Task item
Count the lines below that include "MergeIterator". Only the number should be given.
--- Recorded information Enclosed Below ---
//! Compound hazard detection from spatial relationships.
//!
//! The canonical case is a person and a powered vehicle close enough
//! together to be a struck-by hazard, which no single detection implies on
//! its own.

use serde::{Deserialize, Serialize};

use crate::schema::{BoundingBox, Detection};

/// Configuration for one compound condition: which two detection conditions
/// to pair, what condition to synthesize, and how close is "too close".
///
/// The threshold is in raw pixel units and is camera/scene dependent; it is
/// not normalized by image resolution or physical scale. Tune it per
/// deployment rather than trusting the default everywhere.
#[derive(Debug, Clone, PartialEq, Serialize, Deserialize)]
#[serde(default)]
pub struct ProximityRule {
    pub person_condition: String,
    pub vehicle_condition: String,
    /// Condition synthesized for matching pairs, looked up in the rule
    /// store like any detection condition.
    pub condition: String,
    pub distance_threshold: f32,
}

impl Default for ProximityRule {
    fn default() -> Self {
        Self {
            person_condition: "person".to_string(),
            vehicle_condition: "forklift".to_string(),
            condition: "forklift_pedestrian_proximity".to_string(),
            distance_threshold: 200.0,
        }
    }
}

/// One person/vehicle pair that fell inside the distance threshold.
#[derive(Debug, Clone, PartialEq)]
pub struct CompoundMatch<'a> {
    pub condition: &'a str,
    /// Minimum of the two contributing confidences.
    pub confidence: f32,
    pub person: &'a Detection,
    pub vehicle: &'a Detection,
}

fn center_distance(a: &BoundingBox, b: &BoundingBox) -> f32 {
    let (ax, ay) = a.center();
    let (bx, by) = b.center();
    (ax - bx).hypot(ay - by)
}

/// Pairs every person-condition detection with every vehicle-condition
/// detection and keeps pairs whose box centers are strictly closer than the
/// rule's threshold.
///
/// The scan is O(|persons| x |vehicles|), which is fine at per-frame
/// detection counts (tens). A spatial grid would only pay off well beyond
/// that scale.
pub fn find_compound_matches<'a>(
    rule: &'a ProximityRule,
    detections: &'a [Detection],
) -> Vec<CompoundMatch<'a>> {
    let persons: Vec<&Detection> = detections
        .iter()
        .filter(|d| d.condition == rule.person_condition)
        .collect();
    let vehicles: Vec<&Detection> = detections
        .iter()
        .filter(|d| d.condition == rule.vehicle_condition)
        .collect();

    let mut matches = Vec::new();
    for person in &persons {
        for vehicle in &vehicles {
            let distance = center_distance(&person.bbox, &vehicle.bbox);
            if distance < rule.distance_threshold {
                matches.push(CompoundMatch {
                    condition: &rule.condition,
                    confidence: person.confidence.min(vehicle.confidence),
                    person,
                    vehicle,
                });
            }
        }
    }
    matches
}
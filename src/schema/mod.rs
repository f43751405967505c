pub mod detection;
pub mod evidence;
pub mod report;

// Re-export commonly used types
pub use detection::{BoundingBox, Detection};
pub use evidence::Evidence;
pub use report::{EvaluationReport, Violation};

// Report schema version
pub const SCHEMA_VERSION: &str = "0.2.0";
use schemars::JsonSchema;
use serde::{Deserialize, Serialize};

use super::BoundingBox;

/// Bounding-box evidence attached to a violation.
///
/// The shape is a tagged variant rather than an open record so that callers
/// always know whether one or two boxes back a finding.
#[derive(Debug, Clone, PartialEq, Serialize, Deserialize, JsonSchema)]
#[serde(tag = "kind", rename_all = "snake_case")]
pub enum Evidence {
    /// A single detection triggered the rule directly.
    Object {
        bbox: BoundingBox,
        class_name: String,
    },
    /// A person/vehicle pair in close proximity triggered a compound rule.
    Proximity {
        person_bbox: BoundingBox,
        vehicle_bbox: BoundingBox,
    },
}

impl Evidence {
    pub fn object(bbox: BoundingBox, class_name: impl Into<String>) -> Self {
        Self::Object {
            bbox,
            class_name: class_name.into(),
        }
    }

    pub fn proximity(person_bbox: BoundingBox, vehicle_bbox: BoundingBox) -> Self {
        Self::Proximity {
            person_bbox,
            vehicle_bbox,
        }
    }
}
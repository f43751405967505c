use crate::schema::Violation;

/// Renders a human-readable, one-line-per-violation summary.
pub fn summarize(violations: &[Violation]) -> String {
    if violations.is_empty() {
        return "No potential violations detected.".to_string();
    }
    violations
        .iter()
        .map(|v| {
            format!(
                "{} {}: {} (confidence {:.2})",
                v.standard, v.citation, v.description, v.confidence
            )
        })
        .collect::<Vec<_>>()
        .join("\n")
}

#[cfg(test)]
mod tests {
    use super::*;
    use crate::schema::{BoundingBox, Evidence};

    fn violation(standard: &str, citation: &str, confidence: f32) -> Violation {
        Violation {
            standard: standard.to_string(),
            citation: citation.to_string(),
            description: "Head protection required".to_string(),
            severity: "high".to_string(),
            confidence,
            evidence: Evidence::object(BoundingBox::new(0.0, 0.0, 1.0, 1.0), "hardhat_missing"),
        }
    }

    #[test]
    fn empty_input_has_fixed_message() {
        assert_eq!(summarize(&[]), "No potential violations detected.");
    }

    #[test]
    fn one_line_per_violation() {
        let summary = summarize(&[
            violation("OSHA", "1926.100", 0.91),
            violation("ANSI", "z89.1", 0.5),
        ]);

        let lines: Vec<&str> = summary.lines().collect();
        assert_eq!(lines.len(), 2);
        assert_eq!(
            lines[0],
            "OSHA 1926.100: Head protection required (confidence 0.91)"
        );
        assert!(lines[1].starts_with("ANSI z89.1:"));
        assert!(lines[1].ends_with("(confidence 0.50)"));
    }
}
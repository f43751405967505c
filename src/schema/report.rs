use schemars::JsonSchema;
use serde::{Deserialize, Serialize};

use super::{BoundingBox, Detection, Evidence, SCHEMA_VERSION};
use crate::rules::RuleEntry;

/// One emitted finding: a rule entry that a detection (or a pair of
/// detections) triggered.
#[derive(Debug, Clone, PartialEq, Serialize, Deserialize, JsonSchema)]
pub struct Violation {
    /// Source standard, uppercased for display (e.g. `OSHA`).
    pub standard: String,
    pub citation: String,
    pub description: String,
    #[serde(default)]
    pub severity: String,
    pub confidence: f32,
    pub evidence: Evidence,
}

impl Violation {
    /// Builds a violation for a direct, single-detection match.
    pub fn direct(entry: &RuleEntry, detection: &Detection) -> Self {
        Self {
            standard: entry.standard.to_uppercase(),
            citation: entry.citation.clone(),
            description: entry.description.clone(),
            severity: entry.severity.clone(),
            confidence: detection.confidence,
            evidence: Evidence::object(detection.bbox, detection.class_name.clone()),
        }
    }

    /// Builds a violation for a compound proximity match.
    pub fn compound(
        entry: &RuleEntry,
        confidence: f32,
        person_bbox: BoundingBox,
        vehicle_bbox: BoundingBox,
    ) -> Self {
        Self {
            standard: entry.standard.to_uppercase(),
            citation: entry.citation.clone(),
            description: entry.description.clone(),
            severity: entry.severity.clone(),
            confidence,
            evidence: Evidence::proximity(person_bbox, vehicle_bbox),
        }
    }
}

/// Serializable output envelope for one evaluation call.
#[derive(Debug, Clone, PartialEq, Serialize, Deserialize, JsonSchema)]
pub struct EvaluationReport {
    pub violations: Vec<Violation>,
    pub version: String,
}

impl EvaluationReport {
    pub fn new(violations: Vec<Violation>) -> Self {
        Self {
            violations,
            version: SCHEMA_VERSION.to_string(),
        }
    }
}
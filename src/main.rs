//! metasearch-rs: command line front end
//!
//! Runs one query (or resumes one from a token) across every configured
//! provider and prints the merged results.

use anyhow::{anyhow, Context, Result};
use clap::{Parser, Subcommand};
use metasearch_rs::{
    config::{self, Settings},
    locales::{parse_lang_code, parse_region_code},
    network::HttpClient,
    providers::ProviderLoader,
    Aggregator, MergeIterator, ResultIterator, SearchRequest, Token,
};
use std::path::PathBuf;
use std::sync::Arc;
use tokio_util::sync::CancellationToken;
use tracing::{debug, info, warn};
use tracing_subscriber::EnvFilter;

/// Metasearch: query several search engines as one
#[derive(Parser, Debug)]
#[command(
    name = "metasearch",
    version,
    about = "Query several search engines and merge their results",
    after_help = "EXAMPLES:\n    \
                  metasearch query rust async runtime       # First 10 merged results\n    \
                  metasearch q -n 25 borrow checker         # First 25 merged results\n    \
                  metasearch q --token 7b2270726f7673...    # Continue where a query stopped\n    \
                  metasearch complete solar                 # Suggestions for a prefix"
)]
struct Cli {
    /// Path to the settings file
    #[arg(short, long, global = true)]
    config: Option<PathBuf>,

    /// Enable verbose logging
    #[arg(short, long, global = true)]
    verbose: bool,

    #[command(subcommand)]
    command: Commands,
}

#[derive(Subcommand, Debug)]
enum Commands {
    /// Search all providers and print merged results
    #[command(visible_aliases = ["q", "qu"])]
    Query {
        /// Search query
        #[arg(required_unless_present = "token")]
        query: Vec<String>,

        /// Limit the number of results
        #[arg(short = 'n', long)]
        limit: Option<usize>,

        /// Resume from a token printed by an earlier query
        #[arg(long, conflicts_with_all = ["lang", "region", "safe"])]
        token: Option<String>,

        /// Result language (e.g. "en-US")
        #[arg(long)]
        lang: Option<String>,

        /// Result region (e.g. "DE")
        #[arg(long)]
        region: Option<String>,

        /// Enable safe search
        #[arg(long)]
        safe: bool,

        /// Print results as JSON lines
        #[arg(long)]
        json: bool,

        /// Print per-provider statistics to stderr when done
        #[arg(long)]
        stats: bool,
    },

    /// Print query suggestions
    #[command(visible_alias = "ac")]
    Complete {
        /// Text to complete
        #[arg(required = true)]
        text: Vec<String>,
    },

    /// List configured providers
    Providers {
        /// Also ask each provider for its languages and regions
        #[arg(long)]
        locales: bool,
    },
}

#[tokio::main]
async fn main() -> Result<()> {
    let cli = Cli::parse();

    let settings = config::load_settings(cli.config.as_deref())?;
    init_logging(cli.verbose, &settings);
    debug!("metasearch-rs v{}", metasearch_rs::VERSION);

    let client = HttpClient::with_settings(&settings.outgoing)
        .context("failed to initialize HTTP client")?;
    let registry = ProviderLoader::load(&settings, &client)?;
    info!("Loaded {} providers", registry.len());
    let aggregator = Aggregator::new(Arc::new(registry))?;

    let cancel = CancellationToken::new();
    spawn_interrupt_handler(cancel.clone());

    match cli.command {
        Commands::Query {
            query,
            limit,
            token,
            lang,
            region,
            safe,
            json,
            stats,
        } => {
            let limit = limit.unwrap_or(settings.search.default_limit);
            let it = match token {
                Some(hex) => {
                    let token = Token::from_hex(hex.trim())?;
                    aggregator.continue_search(&cancel, &token).await
                }
                None => {
                    let req = build_request(&settings, query.join(" "), lang, region, safe)?;
                    aggregator.search(&cancel, &req).await
                }
            };
            let outcome = print_results(&cancel, it, limit, json).await;
            if stats {
                print_stats(&aggregator);
            }
            outcome
        }
        Commands::Complete { text } => {
            let out = aggregator.auto_complete(&cancel, &text.join(" ")).await;
            for item in &out.items {
                println!("{}", item);
            }
            match out.last_error {
                Some(err) => Err(anyhow!(err).context("autocomplete incomplete")),
                None => Ok(()),
            }
        }
        Commands::Providers { locales } => {
            list_providers(&cancel, &aggregator, locales).await;
            Ok(())
        }
    }
}

fn init_logging(verbose: bool, settings: &Settings) {
    let level = if verbose || settings.general.debug {
        "debug"
    } else {
        "warn"
    };
    let mut filter = EnvFilter::try_from_default_env().unwrap_or_else(|_| EnvFilter::new(level));
    if settings.outgoing.debug_http {
        if let Ok(directive) = "metasearch_rs::network=trace".parse() {
            filter = filter.add_directive(directive);
        }
    }

    tracing_subscriber::fmt()
        .with_env_filter(filter)
        .with_writer(std::io::stderr)
        .with_target(false)
        .init();
}

fn spawn_interrupt_handler(cancel: CancellationToken) {
    tokio::spawn(async move {
        if tokio::signal::ctrl_c().await.is_ok() {
            warn!("Interrupted, canceling search");
            cancel.cancel();
        }
    });
}

/// Request from command line flags, falling back to configured defaults
fn build_request(
    settings: &Settings,
    query: String,
    lang: Option<String>,
    region: Option<String>,
    safe: bool,
) -> Result<SearchRequest> {
    let mut req = SearchRequest::new(query);
    if let Some(lang) = lang.or_else(|| settings.search.default_lang.clone()) {
        req = req.with_lang(parse_lang_code(&lang)?);
    }
    if let Some(region) = region.or_else(|| settings.search.default_region.clone()) {
        req = req.with_region(parse_region_code(&region)?);
    }
    if safe {
        req = req.with_safe_search(true);
    } else if let Some(enabled) = settings.search.safe_search {
        req = req.with_safe_search(enabled);
    }
    Ok(req)
}

async fn print_results(
    cancel: &CancellationToken,
    mut it: MergeIterator,
    limit: usize,
    json: bool,
) -> Result<()> {
    let mut printed = 0;
    while printed < limit && it.next(cancel).await {
        let Some(result) = it.result() else {
            continue;
        };
        if json {
            println!("{}", serde_json::to_string(result)?);
        } else {
            println!("{} - {:?} ({})\n", result.url(), result.title(), result.kind());
        }
        printed += 1;
    }
    if let Some(err) = it.err() {
        let err = anyhow!(err.clone());
        close(&mut it);
        return Err(err);
    }

    let token = it.token();
    close(&mut it);
    match token {
        Ok(Some(token)) => println!("\ntoken: {}", token.to_hex()),
        Ok(None) => debug!("Results exhausted, no token"),
        Err(err) => return Err(anyhow!(err).context("cannot capture resume token")),
    }
    Ok(())
}

fn close(it: &mut MergeIterator) {
    if let Err(err) = it.close() {
        warn!("closing search failed: {}", err);
    }
}

fn print_stats(aggregator: &Aggregator) {
    let metrics = aggregator.metrics();
    eprintln!("searches: {}", metrics.get_total_searches());
    for (id, s) in metrics.snapshot() {
        eprintln!(
            "{:<12} searches={} results={} errors={} exhausted={} reliability={:.0}%",
            id,
            s.searches,
            s.results,
            s.errors,
            s.exhausted,
            s.reliability()
        );
    }
}

async fn list_providers(cancel: &CancellationToken, aggregator: &Aggregator, locales: bool) {
    for provider in aggregator.registry().iter() {
        let about = provider.about();
        let autocomplete = if provider.as_autocomplete().is_some() {
            "yes"
        } else {
            "no"
        };
        println!(
            "{:<12} {:<30} format={} official_api={} autocomplete={}",
            provider.id(),
            about.website.as_deref().unwrap_or("-"),
            about.results,
            about.use_official_api,
            autocomplete
        );
        if !locales {
            continue;
        }
        match provider.languages(cancel).await {
            Ok(langs) => println!("{:<12} languages: {}", "", langs.len()),
            Err(err) => println!("{:<12} languages: error: {}", "", err),
        }
        match provider.regions(cancel).await {
            Ok(regions) => println!("{:<12} regions: {}", "", regions.len()),
            Err(err) => println!("{:<12} regions: error: {}", "", err),
        }
    }
}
--- End of Enclosed Recorded information ---
Task result
3